Im vergangenen Februar riet der CEO von Kellogg’s in den Vereinigten Staaten amerikanischen Familien im Fernsehen, angesichts der Lebensmittelinflation „Müsli zum Abendessen“ zu essen, wenn sie günstig essen wollen. Die Kommunikatoren der Marke hatten eine Kampagne gestartet, um die Verbraucher dazu zu ermutigen, „Müsli zum Abendessen“ zu essen, und dabei die Unmöglichkeit, sich für einen immer größeren Teil der Bevölkerung gesund zu ernähren, auszunutzen. Kellogg’s empfahl daher, eine ausgewogene Mahlzeit durch hochverarbeitetes Getreide voller Zucker und Pestizide zu ersetzen.
Um Skorbut vorzubeugen, müssen Sie ein bis drei Monate lang weniger als 10 mg Vitamin C pro Tag zu sich nehmen. Eine Orange enthält 80 bis 100. Die Seeleute hatten auch verstanden, dass es ausreichte, Zitrusfrüchte, möglicherweise gemischt mit Alkohol, an Bord zu nehmen – woraus der Punsch entstand –, um dieser „Seeplage“ zu entgehen. Vitamin C kommt auch in Kartoffeln, Zitrusfrüchten, Spinat usw. vor. Das Vorkommen von Skorbut im 21. Jahrhundert ist daher eine historische Anomalie und ein Zeichen dafür, dass eine Diät für die am stärksten benachteiligten Menschen, die keinen Zugang mehr zu frischen Produkten haben, äußerst giftig geworden ist. Wer kann sich eigentlich die berühmten „5 täglichen Obst- und Gemüsesorten“ leisten, die von Ernährungswissenschaftlern empfohlen werden?

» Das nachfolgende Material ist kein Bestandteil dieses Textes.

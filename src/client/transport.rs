//! Client transport
//!
//! Owns one WebSocket duplex stream split into a write half and a read half.
//! Sends are serialized by an async mutex around the write half only, so a
//! long write never holds up the receive direction.

use std::sync::atomic::{AtomicBool, Ordering};
use std::sync::Arc;

use futures_util::stream::{self, SplitSink, SplitStream};
use futures_util::{SinkExt, Stream, StreamExt};
use tokio::net::TcpStream;
use tokio::sync::Mutex;
use tokio_tungstenite::tungstenite::Message;
use tokio_tungstenite::{MaybeTlsStream, WebSocketStream};
use tokio_util::sync::CancellationToken;
use tracing::{debug, info, warn};

use crate::client::channel::Channel;
use crate::codec::{self, Frame};
use crate::error::{ChatError, Result};
use crate::message::WireMessage;

type WsStream = WebSocketStream<MaybeTlsStream<TcpStream>>;

/// Read half of one stream generation; `None` once that stream is gone
type ReadSlot = Arc<Mutex<Option<ReadHalf>>>;

struct WriteHalf {
    sink: SplitSink<WsStream, Message>,
    max_message_size: usize,
}

struct ReadHalf {
    stream: SplitStream<WsStream>,
    /// Cancelled when the transport is closed or re-initialized
    closed: CancellationToken,
}

fn empty_slot() -> ReadSlot {
    Arc::new(Mutex::new(None))
}

/// One duplex stream to the chat server
pub struct ClientTransport {
    writer: Mutex<Option<WriteHalf>>,
    reader: parking_lot::Mutex<ReadSlot>,
    closed: parking_lot::Mutex<CancellationToken>,
    active: AtomicBool,
}

impl ClientTransport {
    pub fn new() -> Self {
        Self {
            writer: Mutex::new(None),
            reader: parking_lot::Mutex::new(empty_slot()),
            closed: parking_lot::Mutex::new(CancellationToken::new()),
            active: AtomicBool::new(false),
        }
    }

    /// Open the duplex stream described by `channel`
    ///
    /// Any previous stream is replaced and its receivers end.
    pub async fn initialize(&self, channel: &Channel) -> Result<()> {
        let (ws_stream, _) = tokio_tungstenite::connect_async_with_config(
            channel.url(),
            Some(channel.websocket_config()),
            true,
        )
        .await
        .map_err(|e| ChatError::Connection(format!("failed to initialize stream: {}", e)))?;

        let (sink, stream) = ws_stream.split();

        let closed = CancellationToken::new();
        let previous = std::mem::replace(&mut *self.closed.lock(), closed.clone());
        previous.cancel();

        // Receivers of the previous generation keep their own slot and end on `previous`
        *self.reader.lock() = Arc::new(Mutex::new(Some(ReadHalf { stream, closed })));
        *self.writer.lock().await = Some(WriteHalf {
            sink,
            max_message_size: channel.options().max_send_message_size,
        });
        self.active.store(true, Ordering::SeqCst);

        info!("Stream to {} initialized", channel.url());
        Ok(())
    }

    /// True while an initialized, not yet closed stream exists
    pub fn is_stream_active(&self) -> bool {
        self.active.load(Ordering::SeqCst)
    }

    /// Write one message
    ///
    /// Concurrent callers are serialized; their frames never interleave.
    pub async fn send(&self, message: &WireMessage) -> Result<()> {
        let mut writer = self.writer.lock().await;
        let writer = writer.as_mut().ok_or(ChatError::NotConnected)?;

        let frame = codec::to_frame(message)?;
        if frame.len() > writer.max_message_size {
            return Err(ChatError::Transport(format!(
                "message of {} bytes exceeds the {} byte limit",
                frame.len(),
                writer.max_message_size
            )));
        }

        writer
            .sink
            .send(frame)
            .await
            .map_err(|e| ChatError::Transport(format!("failed to send message: {}", e)))
    }

    /// Inbound messages until `cancel` fires
    ///
    /// The sequence also ends, without an error, on a read fault, a close
    /// frame, end of stream, or when the transport is closed. It ends
    /// immediately if no stream was initialized. The read half is locked only
    /// while an item is being read, never between items.
    pub fn receive(
        &self,
        cancel: CancellationToken,
    ) -> impl Stream<Item = WireMessage> + Send + 'static {
        let slot = Arc::clone(&*self.reader.lock());

        stream::unfold((slot, cancel), |(slot, cancel)| async move {
            let mut half = tokio::select! {
                _ = cancel.cancelled() => return None,
                half = slot.lock() => half,
            };
            let message = next_message(&mut half, &cancel).await;
            drop(half);

            message.map(|message| (message, (slot, cancel)))
        })
    }

    /// Half-close the outbound direction and release the stream
    ///
    /// Best effort: errors while closing are logged and dropped.
    pub async fn close(&self) {
        self.active.store(false, Ordering::SeqCst);
        self.closed.lock().cancel();

        let writer = self.writer.lock().await.take();
        if let Some(mut writer) = writer {
            if let Err(e) = writer.sink.close().await {
                debug!("Ignoring error while closing stream: {}", e);
            }
        }

        let slot = std::mem::replace(&mut *self.reader.lock(), empty_slot());
        // A receive mid-read holds the slot; it drops the half itself on `closed`
        if let Ok(mut half) = slot.try_lock() {
            half.take();
        };
    }
}

impl Default for ClientTransport {
    fn default() -> Self {
        Self::new()
    }
}

/// Read the next chat message from `half`
///
/// Cancellation by the caller leaves the half in place for a later receive.
/// Any other end releases it so the socket is dropped.
async fn next_message(
    half: &mut Option<ReadHalf>,
    cancel: &CancellationToken,
) -> Option<WireMessage> {
    let read = half.as_mut()?;

    loop {
        let next = tokio::select! {
            _ = cancel.cancelled() => {
                debug!("Receive cancelled");
                return None;
            }
            _ = read.closed.cancelled() => break,
            next = read.stream.next() => next,
        };

        match next {
            Some(Ok(frame)) => match codec::from_frame(frame) {
                Ok(Frame::Message(wire)) => return Some(wire),
                Ok(Frame::Control) => continue,
                Ok(Frame::Close) => {
                    debug!("Server closed the stream");
                    break;
                }
                Err(e) => {
                    warn!("Dropping malformed frame: {}", e);
                }
            },
            Some(Err(e)) => {
                debug!("Read fault ends receive: {}", e);
                break;
            }
            None => break,
        }
    }

    half.take();
    None
}

#[cfg(test)]
mod tests {
    use super::*;
    use std::collections::HashSet;
    use std::time::Duration;

    use tokio::net::TcpListener;
    use tokio::sync::mpsc;
    use tokio::time::timeout;

    use crate::client::channel::ChannelOptions;
    use crate::config::MAX_MESSAGE_SIZE;

    const TIMEOUT: Duration = Duration::from_secs(5);

    fn message(content: &str) -> WireMessage {
        WireMessage {
            content: content.to_string(),
            sender: "Client".to_string(),
            timestamp: 0,
        }
    }

    /// Local peer: greets each connection with "one", then reports every
    /// text frame it receives and keeps the stream open
    async fn spawn_peer() -> (Channel, mpsc::UnboundedReceiver<String>) {
        let listener = TcpListener::bind("127.0.0.1:0").await.unwrap();
        let addr = listener.local_addr().unwrap();
        let (tx, rx) = mpsc::unbounded_channel();

        tokio::spawn(async move {
            while let Ok((stream, _)) = listener.accept().await {
                let tx = tx.clone();
                tokio::spawn(async move {
                    let Ok(mut ws) = tokio_tungstenite::accept_async(stream).await else {
                        return;
                    };
                    let greeting = codec::to_frame(&message("one")).unwrap();
                    if ws.send(greeting).await.is_err() {
                        return;
                    }
                    while let Some(Ok(frame)) = ws.next().await {
                        if let Message::Text(text) = frame {
                            let _ = tx.send(text.to_string());
                        }
                    }
                });
            }
        });

        let channel =
            Channel::for_address(&format!("http://{}", addr), ChannelOptions::development())
                .unwrap();
        (channel, rx)
    }

    #[tokio::test]
    async fn test_send_uninitialized_is_not_connected() {
        let transport = ClientTransport::new();
        assert!(!transport.is_stream_active());

        let result = transport.send(&message("hi")).await;
        assert!(matches!(result, Err(ChatError::NotConnected)));
    }

    #[tokio::test]
    async fn test_receive_uninitialized_ends_immediately() {
        let transport = ClientTransport::new();
        let stream = transport.receive(CancellationToken::new());
        tokio::pin!(stream);
        assert!(stream.next().await.is_none());
    }

    #[tokio::test]
    async fn test_receive_cancelled_ends() {
        let transport = ClientTransport::new();
        let cancel = CancellationToken::new();
        cancel.cancel();

        let stream = transport.receive(cancel);
        tokio::pin!(stream);
        assert!(stream.next().await.is_none());
    }

    #[tokio::test]
    async fn test_initialize_failure_is_connection_error() {
        let listener = std::net::TcpListener::bind("127.0.0.1:0").unwrap();
        let port = listener.local_addr().unwrap().port();
        drop(listener);

        let channel = Channel::for_address(
            &format!("http://127.0.0.1:{}", port),
            ChannelOptions::development(),
        )
        .unwrap();

        let transport = ClientTransport::new();
        let result = transport.initialize(&channel).await;
        assert!(matches!(result, Err(ChatError::Connection(_))));
        assert!(!transport.is_stream_active());
    }

    #[tokio::test]
    async fn test_close_uninitialized_is_silent() {
        let transport = ClientTransport::new();
        transport.close().await;
        transport.close().await;
        assert!(!transport.is_stream_active());
    }

    #[tokio::test]
    async fn test_reinitialize_while_idle_receive_stream_is_held() {
        let (channel, _frames) = spawn_peer().await;
        let transport = ClientTransport::new();
        transport.initialize(&channel).await.unwrap();

        let old = transport.receive(CancellationToken::new());
        tokio::pin!(old);
        let first = timeout(TIMEOUT, old.next()).await.unwrap();
        assert_eq!(first.map(|m| m.content), Some("one".to_string()));

        // `old` is kept but not polled across close and re-initialize
        transport.close().await;
        timeout(Duration::from_secs(3), transport.initialize(&channel))
            .await
            .expect("initialize blocked by an idle receive stream")
            .unwrap();
        assert!(transport.is_stream_active());

        // The old stream belongs to the closed generation
        assert!(timeout(TIMEOUT, old.next()).await.unwrap().is_none());

        let fresh = transport.receive(CancellationToken::new());
        tokio::pin!(fresh);
        let greeting = timeout(TIMEOUT, fresh.next()).await.unwrap();
        assert_eq!(greeting.map(|m| m.content), Some("one".to_string()));

        transport.close().await;
    }

    #[tokio::test]
    async fn test_reinitialize_ends_previous_receive_stream() {
        let (channel, _frames) = spawn_peer().await;
        let transport = ClientTransport::new();
        transport.initialize(&channel).await.unwrap();

        let old = transport.receive(CancellationToken::new());
        tokio::pin!(old);
        assert!(timeout(TIMEOUT, old.next()).await.unwrap().is_some());

        timeout(Duration::from_secs(3), transport.initialize(&channel))
            .await
            .expect("initialize blocked by an idle receive stream")
            .unwrap();
        assert!(timeout(TIMEOUT, old.next()).await.unwrap().is_none());

        transport.close().await;
    }

    #[tokio::test]
    async fn test_oversized_send_is_rejected() {
        let (channel, mut frames) = spawn_peer().await;
        let transport = ClientTransport::new();
        transport.initialize(&channel).await.unwrap();

        // Content alone fills the limit; the JSON envelope pushes it over
        let oversized = message(&"x".repeat(MAX_MESSAGE_SIZE));
        let result = transport.send(&oversized).await;
        assert!(matches!(result, Err(ChatError::Transport(_))));

        // The stream stays usable
        assert!(transport.is_stream_active());
        transport.send(&message("small")).await.unwrap();

        let text = timeout(TIMEOUT, frames.recv()).await.unwrap().unwrap();
        let wire: WireMessage = serde_json::from_str(&text).unwrap();
        assert_eq!(wire.content, "small");

        transport.close().await;
    }

    #[tokio::test]
    async fn test_concurrent_sends_arrive_intact() {
        const SENDERS: usize = 32;

        let (channel, mut frames) = spawn_peer().await;
        let transport = Arc::new(ClientTransport::new());
        transport.initialize(&channel).await.unwrap();

        let body = "y".repeat(64 * 1024);
        let mut tasks = Vec::new();
        for i in 0..SENDERS {
            let transport = Arc::clone(&transport);
            let content = format!("{}:{}", i, body);
            tasks.push(tokio::spawn(async move {
                transport.send(&message(&content)).await
            }));
        }
        for task in tasks {
            task.await.unwrap().unwrap();
        }

        let mut seen = HashSet::new();
        for _ in 0..SENDERS {
            let text = timeout(TIMEOUT, frames.recv()).await.unwrap().unwrap();
            let wire: WireMessage = serde_json::from_str(&text).expect("interleaved frame");
            let (index, rest) = wire.content.split_once(':').unwrap();
            assert_eq!(rest, body);
            seen.insert(index.parse::<usize>().unwrap());
        }
        assert_eq!(seen, (0..SENDERS).collect::<HashSet<_>>());

        transport.close().await;
    }
}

In den USA schätzen die Behörden den Anteil der Bevölkerung, der von Ernährungsunsicherheit betroffen ist, auf 10 %. In Frankreich ließ im Jahr 2023 mehr als jeder zweite Einwohner mindestens eine Mahlzeit pro Tag aus und 9,3 Millionen lebten unterhalb der Armutsgrenze. Die Nahrungsmittelhilfe in Frankreich betrifft 7 Millionen Menschen und die Restos du Cœur gaben vor einigen Monaten bekannt, dass sie angesichts des Zustroms bedürftiger Menschen in ernsthaften Schwierigkeiten seien.
Während die Menschheit noch nie so viel Reichtum hervorgebracht hat und die Zahl der Milliardäre explodiert, zeigt sich, dass selbst in reichen Ländern ein wachsender Teil der Bevölkerung keinen Zugang zu ausreichender Menge und Qualität von Nahrungsmitteln hat, um angemessen zu leben.
Ein weiterer Parameter dieses Zusammenbruchs: Obst und Gemüse selbst sind immer weniger gesund. Neben Pestiziden und GVO enthält ein von der Agrarindustrie ausgewählter und intensiv angebauter Apfel oder eine Tomate nachweislich weitaus weniger Nährstoffe als die Sorten, die vor 50 oder 100 Jahren verzehrt wurden. Um die gleiche Menge an Vitaminen zu erhalten, müsste man zwei- bis dreimal so viel essen. Paradoxerweise ist unsere Nahrung immer kalorienreicher und gleichzeitig nährstoffarm.
Um sich zu behaupten, haben die Kapitalisten den Mythos vom endlosen „Fortschritt“ verkauft, der durch Wirtschaftswachstum garantiert würde. Allerdings ist unsere Ära tatsächlich eine Zeit des allgemeinen Niedergangs. In den USA sinkt die Lebenserwartung bereits, ebenso wie in England. In Frankreich sinkt die gesunde Lebenserwartung. Nichts deutet darauf hin, dass die Generationen, die seit den 1980er-Jahren geboren wurden, länger leben werden als die der Babyboom-Generation, die sich in ihrer gesamten Jugend „biologisch“ ernährte – Pestizide wurden noch sehr gering eingesetzt –, die vom Maximum des Sozialstaats profitierte und die daher länger lebt die vorherigen.